Zusammenfassung (Englisch)

"You only see what you know." We frequently come across the words of Johann Wolfgang von Goethe. They apply in particular to the many questions of risk research and disaster control. A broad engagement with potential hazards as well as a detailed understanding of the processes in our buildings are required in order to be able to see. This paper deals with a system technically well-grounded, yet simple to use in order to assess the potential risks in disasters, generally harmful events to our safety, to the use of property and the level of Fort usability in all buildings.
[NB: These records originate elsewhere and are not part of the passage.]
use chrono::{
  Datelike,
  Days,
  Local,
  NaiveDate,
  Utc
};
use chrono_tz::Tz;
use tracing::{
  debug,
  trace
};

/// Wire format of calendar dates in
/// query parameters and JSON bodies.
pub const API_DATE_FORMAT: &str =
  "%Y-%m-%d";

/// Named date-range shortcuts offered by
/// the filter bar.
#[derive(
  Debug, Clone, Copy, PartialEq, Eq,
)]
pub enum DateFilter {
  Overdue,
  Today,
  ThisWeek
}

impl DateFilter {
  pub const ALL: [DateFilter; 3] = [
    DateFilter::Overdue,
    DateFilter::Today,
    DateFilter::ThisWeek
  ];

  pub fn from_keyword(
    raw: &str
  ) -> Option<Self> {
    match raw.trim() {
      | "overdue" => {
        Some(DateFilter::Overdue)
      }
      | "today" => Some(DateFilter::Today),
      | "this-week" => {
        Some(DateFilter::ThisWeek)
      }
      | _ => None
    }
  }

  pub fn keyword(self) -> &'static str {
    match self {
      | DateFilter::Overdue => "overdue",
      | DateFilter::Today => "today",
      | DateFilter::ThisWeek => {
        "this-week"
      }
    }
  }

  pub fn label(self) -> &'static str {
    match self {
      | DateFilter::Overdue => "Overdue",
      | DateFilter::Today => "Due today",
      | DateFilter::ThisWeek => {
        "Due this week"
      }
    }
  }

  /// Inclusive bounds for this shortcut.
  /// Overdue has no lower bound; the
  /// backend also drops completed tasks
  /// for it.
  pub fn range(
    self,
    today: NaiveDate
  ) -> DateRange {
    match self {
      | DateFilter::Overdue => {
        DateRange {
          from: None,
          to:   today
            .checked_sub_days(Days::new(1))
        }
      }
      | DateFilter::Today => {
        DateRange {
          from: Some(today),
          to:   Some(today)
        }
      }
      | DateFilter::ThisWeek => {
        let start = week_start(today);
        DateRange {
          from: start,
          to:   start.and_then(|s| {
            s.checked_add_days(Days::new(
              6
            ))
          })
        }
      }
    }
  }
}

#[derive(
  Debug,
  Clone,
  Copy,
  PartialEq,
  Eq,
  Default,
)]
pub struct DateRange {
  pub from: Option<NaiveDate>,
  pub to:   Option<NaiveDate>
}

impl DateRange {
  pub fn is_unbounded(&self) -> bool {
    self.from.is_none()
      && self.to.is_none()
  }

  pub fn contains(
    &self,
    date: NaiveDate
  ) -> bool {
    self.from.is_none_or(|from| date >= from)
      && self.to.is_none_or(|to| date <= to)
  }
}

/// Maps a date-filter keyword to its
/// bounds. Unknown or empty keywords give
/// an unbounded range.
#[tracing::instrument(level = "debug")]
pub fn resolve(
  keyword: &str,
  today: NaiveDate
) -> DateRange {
  let range =
    match DateFilter::from_keyword(keyword)
    {
      | Some(filter) => filter.range(today),
      | None => {
        trace!(
          keyword,
          "no date filter for keyword"
        );
        DateRange::default()
      }
    };
  debug!(
    from = ?range.from,
    to = ?range.to,
    "resolved date range"
  );
  range
}

/// Sunday on or before `today`.
pub fn week_start(
  today: NaiveDate
) -> Option<NaiveDate> {
  let back = today
    .weekday()
    .num_days_from_sunday();
  today.checked_sub_days(Days::new(
    u64::from(back)
  ))
}

#[must_use]
pub fn format_api_date(
  date: NaiveDate
) -> String {
  date.format(API_DATE_FORMAT).to_string()
}

pub fn parse_api_date(
  raw: &str
) -> Result<NaiveDate, chrono::ParseError>
{
  NaiveDate::parse_from_str(
    raw.trim(),
    API_DATE_FORMAT
  )
}

/// US short form, e.g. `Jun 15, 2024`.
#[must_use]
pub fn short_date(
  date: NaiveDate
) -> String {
  date.format("%b %-d, %Y").to_string()
}

/// Calendar date of "now" in `tz`.
pub fn today_in(tz: &Tz) -> NaiveDate {
  Utc::now()
    .with_timezone(tz)
    .date_naive()
}

/// Calendar date of "now" in the host's
/// local zone.
pub fn local_today() -> NaiveDate {
  Local::now().date_naive()
}

pub fn parse_timezone(
  raw: &str,
  source: &str
) -> Option<Tz> {
  let trimmed = raw.trim();
  if trimmed.is_empty() {
    tracing::warn!(
      source,
      "timezone source was empty"
    );
    return None;
  }

  match trimmed.parse::<Tz>() {
    | Ok(tz) => {
      tracing::info!(
        source,
        timezone = %trimmed,
        "configured timezone"
      );
      Some(tz)
    }
    | Err(err) => {
      tracing::error!(
        source,
        timezone = %trimmed,
        error = %err,
        "failed to parse timezone id"
      );
      None
    }
  }
}

#[cfg(test)]
mod tests {
  use chrono::NaiveDate;
  use pretty_assertions::assert_eq;

  use super::{
    DateFilter,
    DateRange,
    format_api_date,
    parse_api_date,
    parse_timezone,
    resolve,
    short_date
  };

  fn date(
    y: i32,
    m: u32,
    d: u32
  ) -> NaiveDate {
    NaiveDate::from_ymd_opt(y, m, d)
      .expect("valid date")
  }

  #[test]
  fn today_is_a_single_day() {
    assert_eq!(
      resolve("today", date(2024, 6, 15)),
      DateRange {
        from: Some(date(2024, 6, 15)),
        to:   Some(date(2024, 6, 15))
      }
    );
  }

  #[test]
  fn overdue_ends_yesterday_without_lower_bound()
  {
    assert_eq!(
      resolve(
        "overdue",
        date(2024, 6, 15)
      ),
      DateRange {
        from: None,
        to:   Some(date(2024, 6, 14))
      }
    );
  }

  #[test]
  fn overdue_crosses_month_boundary() {
    assert_eq!(
      resolve("overdue", date(2024, 3, 1))
        .to,
      Some(date(2024, 2, 29))
    );
  }

  #[test]
  fn this_week_runs_sunday_to_saturday()
  {
    // 2024-06-12 is a Wednesday.
    assert_eq!(
      resolve(
        "this-week",
        date(2024, 6, 12)
      ),
      DateRange {
        from: Some(date(2024, 6, 9)),
        to:   Some(date(2024, 6, 15))
      }
    );
  }

  #[test]
  fn this_week_on_sunday_starts_that_day()
  {
    assert_eq!(
      resolve(
        "this-week",
        date(2024, 6, 9)
      )
      .from,
      Some(date(2024, 6, 9))
    );
    assert_eq!(
      resolve(
        "this-week",
        date(2024, 6, 15)
      )
      .to,
      Some(date(2024, 6, 15))
    );
  }

  #[test]
  fn unknown_keywords_are_unbounded() {
    for keyword in
      ["bogus", "", "Today", "week"]
    {
      assert!(
        resolve(keyword, date(2024, 6, 15))
          .is_unbounded(),
        "{keyword} should not bound"
      );
    }
  }

  #[test]
  fn keywords_round_trip_through_enum() {
    for filter in DateFilter::ALL {
      assert_eq!(
        DateFilter::from_keyword(
          filter.keyword()
        ),
        Some(filter)
      );
    }
  }

  #[test]
  fn range_contains_is_inclusive() {
    let week = resolve(
      "this-week",
      date(2024, 6, 12)
    );
    assert!(week.contains(date(2024, 6, 9)));
    assert!(
      week.contains(date(2024, 6, 15))
    );
    assert!(
      !week.contains(date(2024, 6, 16))
    );
  }

  #[test]
  fn formats_dates_for_api_and_display() {
    assert_eq!(
      format_api_date(date(2024, 6, 5)),
      "2024-06-05"
    );
    assert_eq!(
      parse_api_date(" 2024-06-05 ")
        .expect("parse"),
      date(2024, 6, 5)
    );
    assert_eq!(
      short_date(date(2024, 6, 5)),
      "Jun 5, 2024"
    );
  }

  #[test]
  fn rejects_unknown_timezone() {
    assert!(
      parse_timezone("Mars/Olympus", "test")
        .is_none()
    );
    assert!(
      parse_timezone("Europe/Berlin", "test")
        .is_some()
    );
  }
}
By using the example of hospitals the practicability of a simple risk analysis system will be shown. This system guides the user through a structured process that enhances the awareness of safety issues by sharpening the realization that all safety issues must be considered and included in the daily use of our building structures. Therefore this system should in principle be used for the general construction field in order to evaluate its existence and subsequently integrate ones findings into future planning processes. Especially in times of tight budgets, tough economic measures and a more intensely required cost effectiveness, issues concerning required safety standards and questions about the sense of measurements beyond the legal minimum are often asked for. Even supposedly clear and sensible measures only gain weight when their efficiency and effectiveness can be verified monetarily. Security does not develop by itself, it is a fairly continuous process. It is the discovery of risks, their assessment and last but not least their correct handling, which is of crucial importance. All these aspects are put together in the structured risk management process. Security in general costs time and money, using no safety measures is even more costly!